Os dados mais recentes do mercado automotivo chinês indicam um cenário claro: quem tem sustentado as montadoras do país são as exportações. Nos primeiros meses de 2026, as vendas de veículos leves na China recuaram 22% (4,9 milhões de unidades) em relação ao ano anterior.
Apesar dessa retração nas emplacações, a atividade nas fábricas caiu bem menos. A produção diminuiu somente 8%, totalizando 6,6 milhões de unidades - uma diferença que se explica pelo avanço das remessas ao exterior.
Exportações de veículos chineses seguram a capacidade industrial
Com a demanda doméstica mais fraca, a China ampliou o envio de veículos leves para outros países: foram 2,1 milhões de unidades exportadas, alta de 58% na comparação com o primeiro trimestre de 2025. Na prática, os mercados externos passaram a absorver uma fatia maior da capacidade industrial chinesa.
O encarecimento dos combustíveis é um dos elementos por trás desse apetite internacional. Já dentro do país, porém, os obstáculos são mais intrincados.
Dois motivos e um problema de fundo
Segundo um relatório da GlobalData, há duas razões imediatas para a queda da procura interna. A primeira foi o encerramento, em 2025, do programa de incentivos à troca de veículos, que acabou antecipando compras para o fim do ano passado e deixou o começo de 2026 com uma base de comparação pior.
O segundo motivo foi a lentidão na implementação de novas políticas locais de substituição de veículos. Como a definição das regras e o repasse dos recursos demoraram mais do que o previsto, muitos consumidores optaram por postergar a decisão de compra.
Além disso, permanece um componente econômico estrutural: a crise do setor imobiliário continua afetando a confiança das famílias chinesas. Com base nos números de maio de 2026, a queda acumulada no mercado imobiliário chega a 22% nos preços reais (ajustados pela inflação) das residências, levando o setor a níveis de preço equivalentes aos de 2010 ou 2015, conforme a métrica adotada.

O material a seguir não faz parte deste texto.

use chrono::Utc;
use serde::{Deserialize, Serialize};
use std::fmt;

/// Source recorded for articles typed or pasted by the user.
pub const PASTED_TEXT_SOURCE: &str = "Pasted Text";

#[derive(Debug, Clone, Default, PartialEq, Serialize, Deserialize)]
#[serde(rename_all = "camelCase", default)]
pub struct Article {
    pub id: String,
    pub title: String,
    pub content: String,
    pub source: String,
    #[serde(skip_serializing_if = "Option::is_none")]
    pub summary: Option<String>,
    /// Set only while a summary request is outstanding; never stored.
    #[serde(skip)]
    pub is_summarizing: bool,
}

impl Article {
    /// Builds an article from user-supplied text with a `text-{millis}` id.
    pub fn pasted(title: impl Into<String>, content: impl Into<String>) -> Self {
        Self {
            id: format!("text-{}", Utc::now().timestamp_millis()),
            title: title.into(),
            content: content.into(),
            source: PASTED_TEXT_SOURCE.to_string(),
            summary: None,
            is_summarizing: false,
        }
    }

    /// Builds an article from one item of a fetch-service response.
    ///
    /// `index` is the item's position in its batch so that articles created
    /// within the same millisecond get distinct ids. Items that do not carry
    /// their own url are attributed to `requested_url`.
    pub fn fetched(item: FetchedArticle, requested_url: &str, index: usize) -> Self {
        Self {
            id: format!("url-{}-{}", Utc::now().timestamp_millis(), index),
            title: item.title,
            content: item.content,
            source: item.url.unwrap_or_else(|| requested_url.to_string()),
            summary: None,
            is_summarizing: false,
        }
    }
}

#[derive(Clone, Default, PartialEq, Eq, Serialize, Deserialize)]
#[serde(default)]
pub struct BackendSettings {
    pub url: String,
    pub key: String,
}

impl BackendSettings {
    pub fn new(url: impl Into<String>, key: impl Into<String>) -> Self {
        Self {
            url: url.into(),
            key: key.into(),
        }
    }

    pub fn is_configured(&self) -> bool {
        !self.url.trim().is_empty() && !self.key.trim().is_empty()
    }
}

impl fmt::Debug for BackendSettings {
    fn fmt(&self, f: &mut fmt::Formatter<'_>) -> fmt::Result {
        f.debug_struct("BackendSettings")
            .field("url", &self.url)
            .field("key", &"<redacted>")
            .finish()
    }
}

/// One extracted article as exchanged with the fetch service.
#[derive(Debug, Clone, PartialEq, Serialize, Deserialize)]
pub struct FetchedArticle {
    pub title: String,
    pub content: String,
    #[serde(default, skip_serializing_if = "Option::is_none")]
    pub url: Option<String>,
}

/// Success body of the fetch service: one article or a list of them.
#[derive(Debug, Clone, Deserialize)]
#[serde(untagged)]
pub enum FetchResponse {
    Many(Vec<FetchedArticle>),
    One(FetchedArticle),
}

impl FetchResponse {
    pub fn into_vec(self) -> Vec<FetchedArticle> {
        match self {
            FetchResponse::Many(items) => items,
            FetchResponse::One(item) => vec![item],
        }
    }
}

/// Error body of the fetch service.
#[derive(Debug, Clone, Serialize, Deserialize)]
pub struct ErrorBody {
    pub error: String,
}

Na tentativa de frear essa desvalorização - e, com isso, proteger a parcela de poupança das famílias alocada em imóveis - o governo de Pequim proibiu as incorporadoras de oferecer descontos acima de 10% ou 15% sobre o preço de tabela registrado junto aos órgãos públicos.

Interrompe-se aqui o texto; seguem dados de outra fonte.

use async_trait::async_trait;
use nr_core::Result;
use reqwest::Client;
use std::time::Duration;
use tracing::{debug, instrument};

/// A downloaded document.
#[derive(Debug, Clone)]
pub struct Page {
    /// URL after redirects
    pub url: String,
    pub content_type: Option<String>,
    pub body: String,
}

impl Page {
    pub fn new(url: impl Into<String>, content_type: Option<&str>, body: impl Into<String>) -> Self {
        Self {
            url: url.into(),
            content_type: content_type.map(str::to_string),
            body: body.into(),
        }
    }
}

#[async_trait]
pub trait PageFetcher: Send + Sync {
    async fn fetch_page(&self, url: &str) -> Result<Page>;
}

pub struct HttpFetcher {
    client: Client,
}

impl HttpFetcher {
    pub fn new(timeout: Duration) -> Result<Self> {
        let client = Client::builder()
            .user_agent(default_user_agent())
            .redirect(reqwest::redirect::Policy::limited(10))
            .timeout(timeout)
            .build()?;
        Ok(Self { client })
    }
}

#[async_trait]
impl PageFetcher for HttpFetcher {
    #[instrument(level = "debug", skip(self))]
    async fn fetch_page(&self, url: &str) -> Result<Page> {
        let response = self.client.get(url).send().await?;

        let status = response.status();
        if !status.is_success() {
            return Err(anyhow::anyhow!("Request to {} failed with status {}", url, status).into());
        }

        let final_url = response.url().to_string();
        let content_type = response
            .headers()
            .get(reqwest::header::CONTENT_TYPE)
            .and_then(|v| v.to_str().ok())
            .map(str::to_string);
        let body = response.text().await?;
        debug!(bytes = body.len(), ?content_type, "Fetched page");

        Ok(Page {
            url: final_url,
            content_type,
            body,
        })
    }
}

fn default_user_agent() -> String {
    format!(
        "newsreader/{} (rust; {})",
        env!("CARGO_PKG_VERSION"),
        std::env::consts::OS
    )
}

Uma crise que não escolhe fabricantes
A retração não ficou restrita a um único perfil de montadora. A GlobalData aponta que tanto marcas chinesas quanto consórcios com montadoras internacionais sofreram pressão nas vendas, sinal de que a desaceleração atingiu o mercado de forma ampla.
Competitividade, eletrificação e avanço internacional
No caso das exportações, o impulso é atribuído à maior competitividade dos carros chineses em mercados sensíveis ao preço dos combustíveis, ao amadurecimento das plataformas elétricas e híbridas plug-in e à expansão internacional dos fabricantes.

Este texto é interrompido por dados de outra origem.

use async_trait::async_trait;
use nr_core::{Error, KeyValueStore, Result};
use std::sync::Arc;
use tracing::{debug, info};

pub mod backends;

pub use backends::*;

/// A key/value backend that can be opened by name from configuration.
#[async_trait]
pub trait StorageBackend: KeyValueStore {
    fn get_error_message() -> &'static str;

    /// Open the backend; `location` is backend specific (a directory, a
    /// database file) and ignored by the in-memory store.
    async fn open(location: Option<&str>) -> Result<Self>
    where
        Self: Sized;
}

#[derive(Debug, Clone, Copy, PartialEq, Eq)]
pub enum StorageKind {
    Memory,
    File,
    #[cfg(feature = "sqlite")]
    SQLite,
}

impl std::str::FromStr for StorageKind {
    type Err = Error;

    fn from_str(s: &str) -> Result<Self> {
        match s.to_ascii_lowercase().as_str() {
            "memory" => Ok(Self::Memory),
            "file" => Ok(Self::File),
            #[cfg(feature = "sqlite")]
            "sqlite" => Ok(Self::SQLite),
            other => Err(Error::Storage(format!("Unknown storage backend: {}", other))),
        }
    }
}

async fn open_backend<T: StorageBackend + 'static>(location: Option<&str>) -> Result<Arc<dyn KeyValueStore>> {
    let storage = T::open(location)
        .await
        .map_err(|e| Error::Storage(format!("{} ({})", T::get_error_message(), e)))?;
    Ok(Arc::new(storage))
}

/// Build the backend named `kind`, then make sure it can round-trip a value.
pub async fn create_storage(kind: &str, location: Option<&str>) -> Result<Arc<dyn KeyValueStore>> {
    let storage = match kind.parse::<StorageKind>()? {
        StorageKind::Memory => open_backend::<InMemoryStorage>(location).await?,
        StorageKind::File => open_backend::<FileStorage>(location).await?,
        #[cfg(feature = "sqlite")]
        StorageKind::SQLite => open_backend::<SQLiteStorage>(location).await?,
    };
    check_storage(storage.as_ref()).await?;
    info!(backend = kind, "Storage backend initialized");
    Ok(storage)
}

const PROBE_KEY: &str = "__storage_probe__";

/// Write, read back and delete a probe value.
pub async fn check_storage(storage: &dyn KeyValueStore) -> Result<()> {
    storage.save(PROBE_KEY, "ok").await?;
    let value = storage.load(PROBE_KEY).await?;
    if value.as_deref() != Some("ok") {
        return Err(Error::Storage("Failed to read back probe value".to_string()));
    }
    storage.remove(PROBE_KEY).await?;
    debug!("Storage probe succeeded");
    Ok(())
}

pub mod prelude {
    pub use super::backends::*;
    pub use super::{create_storage, StorageBackend, StorageKind};
}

Ainda assim, essa “almofada” pode não ser permanente. Um número crescente de marcas locais já prepara produção fora da China para os próximos dois anos, incluindo plantas CKD e SKD. “CKD” significa “Completamente desmontado”: o carro é enviado em peças para ser montado no mercado de destino. SKD significa “Parcialmente desmontado”: o veículo segue parcialmente montado e é finalizado localmente. Nos dois modelos, no caso da Europa, o objetivo da produção local é contornar as tarifas alfandegárias impostas pela União Europeia (UE).